By the way- the comparisons to Donovan don’t stop at religion. Both recruited so well at places where it was traditionally believed to be impossible that coaches at bluebloods accused them of cheating. The now unemployed Bo Pelini accused Freeze of cheating while he was head coach at Nebraska, just as Roy Williams levied accusations at Donovan following Mike Miller’s commitment to Florida over Kansas. Donovan was cleared of all wrongdoing. Ole Miss has “embraced” the NCAA’s current inquiry. It’s true that Mr. Foley may want to avoid even the appearance of past impropriety in this hire- but that didn’t stop him with Will Muschamp (accused of paying a player at Auburn) and likely wouldn’t halt things now. Regardless, Freeze is a name worth watching.
The rumors continued, of course. Chip Kelly won’t be the next head coach at Florida, but his name emerged midday, with reports out of Philadelphia suggesting Mr. Foley would at least inquire of the coach who referenced Cortez and said he’d “burned the boats” when he left Oregon for the NFL. Mr. Kelly didn’t, many speculate, so much “burn the boats” as he was told by the NCAA he wouldn’t coach, and even if Foley did inquire and Kelly is interested, as Colin Cowherd has suggested he is, his “show cause” prevents any school from hiring him without cause until December 26th. That’s certainly not too late to assemble a recruiting class, but given Kelly will likely have NFL duties with the Eagles until at least early January, it is unlikely a deal would be in place that quickly. Furthermore, Mr. Foley has spent a good deal of media time in the last few weeks spreading the gospel of how Will Muschamp “did everything right (except win)”, so it seems highly unlikely Kelly would be the hire. A bored NFL coach with no history of NCAA investigation, like Jim Harbaugh, would make more sense.

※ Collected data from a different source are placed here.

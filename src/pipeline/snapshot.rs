//! Outbound view of the job, emitted on every transition.

use super::job::JobState;
use crate::derivative::DerivativeSet;
use crate::error::FailureKind;
use crate::source::SourceSummary;
use crate::stats::JobStats;
use serde::Serialize;
use std::sync::Arc;

/// Everything the presentation layer needs to render the job
#[derive(Debug, Clone, Serialize)]
pub struct JobSnapshot {
    pub epoch: u64,
    pub state: JobState,
    pub source: Option<SourceSummary>,
    /// Present only in `Succeeded`
    pub derivatives: Option<Arc<DerivativeSet>>,
    /// Present only in `Succeeded`
    pub stats: Option<JobStats>,
    pub error_kind: Option<FailureKind>,
    /// Human-readable, present only in `Failed`
    pub error_reason: Option<String>,
    /// Set once, on the snapshot that enters `Succeeded`
    pub reveal_results: bool,
}

impl JobSnapshot {
    pub fn is_terminal(&self) -> bool {
        self.state.is_terminal()
    }
}
//! # Source Asset Module
//!
//! Questo modulo gestisce l'immagine sorgente di un job e la sua anteprima locale.
//!
//! ## Responsabilità:
//! - `SourceAsset`: byte della sorgente, nome, mime e identificatore (digest SHA-256)
//! - `PreviewRegistry`: emette handle di anteprima `preview://` e traccia quelli vivi
//! - `PreviewHandle`: risorsa con scope, rilasciata esattamente una volta al drop
//! - `SourceSummary`: vista senza byte pubblicata negli snapshot
//!
//! ## Ciclo di vita dell'anteprima:
//! - Creata alla selezione della sorgente
//! - Rilasciata al reset o alla sostituzione con una nuova sorgente
//! - Al successo passa ai risultati del job (l'entry `original` punta al suo URL)

use serde::{Deserialize, Serialize};
use sha2::{Digest, Sha256};
use std::collections::HashMap;
use std::fmt;
use std::sync::atomic::{AtomicU64, Ordering};
use std::sync::{Arc, Mutex};
use tracing::debug;

/// Length of the hex digest prefix used as a source identifier
const ID_LEN: usize = 16;

/// One selected input image
#[derive(Clone)]
pub struct SourceAsset {
    id: String,
    name: String,
    mime: String,
    bytes: Arc<[u8]>,
}

impl SourceAsset {
    /// Wraps raw bytes selected by the user
    pub fn new(bytes: impl Into<Vec<u8>>, mime: impl Into<String>, name: impl Into<String>) -> Self {
        let bytes: Vec<u8> = bytes.into();

        let mut hasher = Sha256::new();
        hasher.update(&bytes);
        let id = hex::encode(hasher.finalize())[..ID_LEN].to_string();

        Self {
            id,
            name: name.into(),
            mime: mime.into().to_ascii_lowercase(),
            bytes: Arc::from(bytes),
        }
    }

    /// Content digest prefix; identical bytes give identical ids
    pub fn id(&self) -> &str {
        &self.id
    }

    pub fn name(&self) -> &str {
        &self.name
    }

    pub fn mime(&self) -> &str {
        &self.mime
    }

    pub fn bytes(&self) -> &[u8] {
        &self.bytes
    }

    /// Shared handle to the bytes, no copy
    pub fn shared_bytes(&self) -> Arc<[u8]> {
        Arc::clone(&self.bytes)
    }

    pub fn size(&self) -> u64 {
        self.bytes.len() as u64
    }

    /// Whether the declared mime type is an image type
    pub fn is_image(&self) -> bool {
        self.mime.starts_with("image/")
    }
}

impl fmt::Debug for SourceAsset {
    fn fmt(&self, f: &mut fmt::Formatter<'_>) -> fmt::Result {
        f.debug_struct("SourceAsset")
            .field("id", &self.id)
            .field("name", &self.name)
            .field("mime", &self.mime)
            .field("size", &self.bytes.len())
            .finish()
    }
}

/// Issues local preview handles and tracks which are still alive
#[derive(Clone, Default)]
pub struct PreviewRegistry {
    inner: Arc<RegistryInner>,
}

#[derive(Default)]
struct RegistryInner {
    next_id: AtomicU64,
    live: Mutex<HashMap<u64, String>>,
}

impl PreviewRegistry {
    pub fn new() -> Self {
        Self::default()
    }

    /// Allocates a preview for `source`
    pub fn allocate(&self, source: &SourceAsset) -> PreviewHandle {
        let id = self.inner.next_id.fetch_add(1, Ordering::Relaxed) + 1;
        let url = format!("preview://{}/{}", id, source.id());

        self.inner
            .live
            .lock()
            .unwrap_or_else(|e| e.into_inner())
            .insert(id, url.clone());
        debug!("Allocated preview {} for {}", url, source.name());

        PreviewHandle {
            id,
            url,
            registry: Arc::clone(&self.inner),
        }
    }

    /// Number of handles not yet released
    pub fn live_count(&self) -> usize {
        self.inner.live.lock().unwrap_or_else(|e| e.into_inner()).len()
    }

    /// Whether the preview behind `url` is still allocated
    pub fn is_live(&self, url: &str) -> bool {
        self.inner
            .live
            .lock()
            .unwrap_or_else(|e| e.into_inner())
            .values()
            .any(|live| live == url)
    }
}

/// A locally allocated preview, released when dropped
pub struct PreviewHandle {
    id: u64,
    url: String,
    registry: Arc<RegistryInner>,
}

impl PreviewHandle {
    pub fn url(&self) -> &str {
        &self.url
    }
}

impl fmt::Debug for PreviewHandle {
    fn fmt(&self, f: &mut fmt::Formatter<'_>) -> fmt::Result {
        f.debug_tuple("PreviewHandle").field(&self.url).finish()
    }
}

impl Drop for PreviewHandle {
    fn drop(&mut self) {
        let removed = self
            .registry
            .live
            .lock()
            .unwrap_or_else(|e| e.into_inner())
            .remove(&self.id);
        if removed.is_some() {
            debug!("Released preview {}", self.url);
        }
    }
}

/// Byte-free view of a source, as published in snapshots
#[derive(Debug, Clone, PartialEq, Eq, Serialize, Deserialize)]
pub struct SourceSummary {
    pub id: String,
    pub name: String,
    pub mime: String,
    pub size_bytes: u64,
    pub preview_url: String,
}

impl SourceSummary {
    pub fn describe(asset: &SourceAsset, preview_url: &str) -> Self {
        Self {
            id: asset.id().to_string(),
            name: asset.name().to_string(),
            mime: asset.mime().to_string(),
            size_bytes: asset.size(),
            preview_url: preview_url.to_string(),
        }
    }
}
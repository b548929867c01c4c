//! # Job State Machine
//!
//! Il valore `Job` è la state machine pura del ciclo di vita: nessun I/O,
//! nessun task. Il controller lo possiede e gli passa gli eventi.
//!
//! ## Stati:
//! `Idle` → `SourceSelected` → `Uploading` → `Processing` → `Succeeded` | `Failed`
//!
//! ## Epoch:
//! Ogni selezione, start e reset incrementa l'epoch. I completamenti dei
//! collaboratori portano l'epoch del job che li ha avviati e vengono scartati
//! se non corrisponde più.

use super::snapshot::JobSnapshot;
use crate::derivative::DerivativeSet;
use crate::error::{FailureReason, PipelineError};
use crate::source::{PreviewHandle, SourceAsset, SourceSummary};
use crate::stats::JobStats;
use serde::{Deserialize, Serialize};
use std::fmt;
use std::sync::Arc;
use tracing::{debug, warn};

/// Lifecycle state of the job
#[derive(Debug, Clone, Copy, PartialEq, Eq, Serialize, Deserialize)]
#[serde(rename_all = "snake_case")]
pub enum JobState {
    Idle,
    SourceSelected,
    Uploading,
    Processing,
    Succeeded,
    Failed,
}

impl JobState {
    /// Waiting on a collaborator
    pub fn is_in_flight(self) -> bool {
        matches!(self, JobState::Uploading | JobState::Processing)
    }

    pub fn is_terminal(self) -> bool {
        matches!(self, JobState::Succeeded | JobState::Failed)
    }
}

impl fmt::Display for JobState {
    fn fmt(&self, f: &mut fmt::Formatter<'_>) -> fmt::Result {
        let label = match self {
            JobState::Idle => "idle",
            JobState::SourceSelected => "source selected",
            JobState::Uploading => "uploading",
            JobState::Processing => "processing",
            JobState::Succeeded => "succeeded",
            JobState::Failed => "failed",
        };
        f.write_str(label)
    }
}

/// Work handed out when a job starts
#[derive(Debug, Clone)]
pub struct JobTicket {
    pub epoch: u64,
    pub source: SourceAsset,
}

/// Results of a succeeded job; owns the preview from then on
#[derive(Debug)]
struct JobResults {
    derivatives: Arc<DerivativeSet>,
    stats: JobStats,
    _preview: Option<PreviewHandle>,
}

/// The single live job
#[derive(Debug)]
pub struct Job {
    state: JobState,
    epoch: u64,
    source: Option<SourceAsset>,
    preview: Option<PreviewHandle>,
    preview_url: Option<String>,
    results: Option<JobResults>,
    failure: Option<FailureReason>,
    reveal_pending: bool,
}

impl Default for Job {
    fn default() -> Self {
        Self::new()
    }
}

impl Job {
    pub fn new() -> Self {
        Self {
            state: JobState::Idle,
            epoch: 0,
            source: None,
            preview: None,
            preview_url: None,
            results: None,
            failure: None,
            reveal_pending: false,
        }
    }

    pub fn state(&self) -> JobState {
        self.state
    }

    pub fn epoch(&self) -> u64 {
        self.epoch
    }

    pub fn source(&self) -> Option<&SourceAsset> {
        self.source.as_ref()
    }

    pub fn derivatives(&self) -> Option<&Arc<DerivativeSet>> {
        self.results.as_ref().map(|r| &r.derivatives)
    }

    pub fn stats(&self) -> Option<&JobStats> {
        self.results.as_ref().map(|r| &r.stats)
    }

    pub fn failure(&self) -> Option<&FailureReason> {
        self.failure.as_ref()
    }

    /// `Failed` requires a reset before a new source is taken
    pub fn accepts_selection(&self) -> bool {
        self.state != JobState::Failed
    }

    /// Replaces the source, superseding any in-flight or finished job.
    ///
    /// Returns `false` and leaves the job untouched in `Failed`.
    pub fn select_source(&mut self, asset: SourceAsset, preview: PreviewHandle) -> bool {
        if !self.accepts_selection() {
            warn!("Ignoring source {} while failed, reset first", asset.name());
            return false;
        }

        self.clear();
        self.epoch += 1;
        self.preview_url = Some(preview.url().to_string());
        self.preview = Some(preview);
        self.source = Some(asset);
        self.state = JobState::SourceSelected;
        true
    }

    /// Moves `SourceSelected` to `Uploading`; `None` means the call was a no-op
    pub fn start(&mut self) -> Option<JobTicket> {
        if self.state != JobState::SourceSelected {
            debug!("Start ignored in state {}", self.state);
            return None;
        }
        let Some(source) = self.source.clone() else {
            debug!("Start ignored: {}", PipelineError::NoSourceSelected);
            return None;
        };

        self.epoch += 1;
        self.state = JobState::Uploading;
        Some(JobTicket {
            epoch: self.epoch,
            source,
        })
    }

    /// Back to `Idle`; always succeeds
    pub fn reset(&mut self) {
        self.clear();
        self.epoch += 1;
        self.state = JobState::Idle;
    }

    /// Transfer finished for the job tagged `epoch`
    pub fn complete_upload(&mut self, epoch: u64) -> bool {
        if !self.is_current(epoch, JobState::Uploading) {
            return false;
        }
        self.state = JobState::Processing;
        true
    }

    /// Engine and stats finished for the job tagged `epoch`.
    ///
    /// An incomplete set is never surfaced; the job fails instead.
    pub fn complete_generation(&mut self, epoch: u64, mut derivatives: DerivativeSet, stats: JobStats) -> bool {
        if !self.is_current(epoch, JobState::Processing) {
            return false;
        }

        if !derivatives.is_complete() {
            let err = PipelineError::DecodeFailure(format!(
                "engine returned an incomplete derivative set: {:?}",
                derivatives.names()
            ));
            return self.fail(epoch, &err);
        }

        let preview = self.preview.take();
        if let Some(ref handle) = preview {
            derivatives.relocate_original(handle.url());
        }

        self.results = Some(JobResults {
            derivatives: Arc::new(derivatives),
            stats,
            _preview: preview,
        });
        self.state = JobState::Succeeded;
        self.reveal_pending = true;
        true
    }

    /// A collaborator failed for the job tagged `epoch`
    pub fn fail(&mut self, epoch: u64, err: &PipelineError) -> bool {
        let Ok(reason) = FailureReason::try_from(err) else {
            return false;
        };
        if epoch != self.epoch || !self.state.is_in_flight() {
            debug!("Dropping stale failure for epoch {}: {}", epoch, err);
            return false;
        }

        self.failure = Some(reason);
        self.state = JobState::Failed;
        true
    }

    /// Snapshot for subscribers; the results hint is handed out only once
    pub fn snapshot(&mut self) -> JobSnapshot {
        let reveal = self.reveal_pending && self.state == JobState::Succeeded;
        self.reveal_pending = false;
        self.build_snapshot(reveal)
    }

    /// Snapshot without consuming the results hint
    pub fn peek(&self) -> JobSnapshot {
        self.build_snapshot(false)
    }

    fn build_snapshot(&self, reveal_results: bool) -> JobSnapshot {
        JobSnapshot {
            epoch: self.epoch,
            state: self.state,
            source: self.source.as_ref().map(|asset| {
                SourceSummary::describe(asset, self.preview_url.as_deref().unwrap_or_default())
            }),
            derivatives: self.derivatives().cloned(),
            stats: self.stats().cloned(),
            error_kind: self.failure.as_ref().map(|f| f.kind),
            error_reason: self.failure.as_ref().map(|f| f.message.clone()),
            reveal_results,
        }
    }

    fn is_current(&self, epoch: u64, expected: JobState) -> bool {
        if epoch != self.epoch || self.state != expected {
            debug!(
                "Dropping stale completion for epoch {} (current epoch {}, state {})",
                epoch, self.epoch, self.state
            );
            return false;
        }
        true
    }

    fn clear(&mut self) {
        // Results first: they may own the preview of the previous source.
        self.results = None;
        self.preview = None;
        self.preview_url = None;
        self.source = None;
        self.failure = None;
        self.reveal_pending = false;
    }
}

Finally, former Denver Broncos head coach and New England Patriots offensive coordinator Josh McDaniels was also thrown in the mix midday. Better known to Gator fans universally as the “guy who drafted Tebow”, McDaniels is, in the strictest resume sense, also a Saban disciple, but the better link here is Bill Belichick, a friend of Jeremy Foley’s and a longtime fan and proselytizer of Florida Gators football. Football Scoop, who broke the story initially, cited our old friend “multiple sources” and on this front, they have some credibility: they were the first to mention Kurt Roper last year when Florida was seeking an offensive coordinator to save Will Muschamp’s job. Beyond that, there’s the obvious Tebow connection which is nice for the press conference, but the more important facts are that McDaniels’ New England offenses have ranked 1st (2012), 7th (2013) and (currently) 6th in the NFL and McDaniels is viewed largely (though not universally) as an innovative, bright offensive mind, which is what folks are clamoring for in the post-Muschamp era.
Mr. McDaniels, 38, is easily the youngest of those rumored to be in the mix today, and presumably it is that youth and the NFL pedigree that would offset whatever learning curve there is for him recruiting wise. Nonetheless, McDaniels has spent almost his entire coaching career in the NFL (2001-present) and it is fair to wonder whether his short stint as Broncos head coach would be enough to assuage Jeremy Foley’s reasonable fears, should he have them, about hiring another coordinator.
Of today’s names, my sense is that Freeze and McElwain are the strongest names. And with names like Bob Stoops and Steve Spurrier already in the rearview mirror, it’s fair to wonder if these names are a bit more closer to the reality of who the hire will be than simple rumor and innuendo.
There will be more days like today. Take a deep breath. Trust the man in charge.
After all, what’s December for if not for sentiment, emotion and wonder?